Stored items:
▬▬▬▬▬▬
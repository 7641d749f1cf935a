//! Audit logging for RideCare
//!
//! Every create and delete is appended to `audit.log` as one JSON object per
//! line, so the history of the fleet data can be reconstructed after the
//! fact. Cascaded deletes carry the operation that triggered them.

mod entry;
mod logger;

pub use entry::{AuditEntry, EntityType, Operation};
pub use logger::AuditLogger;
▬▬▬▬▬▬
• _What needs to be done_
Every line from the one with "JSON object per" to the end of the records above should be returned exactly, and no other lines.

• _Response to this exercise_
//! Every create and delete is appended to `audit.log` as one JSON object per
//! line, so the history of the fleet data can be reconstructed after the
//! fact. Cascaded deletes carry the operation that triggered them.

mod entry;
mod logger;

pub use entry::{AuditEntry, EntityType, Operation};
pub use logger::AuditLogger;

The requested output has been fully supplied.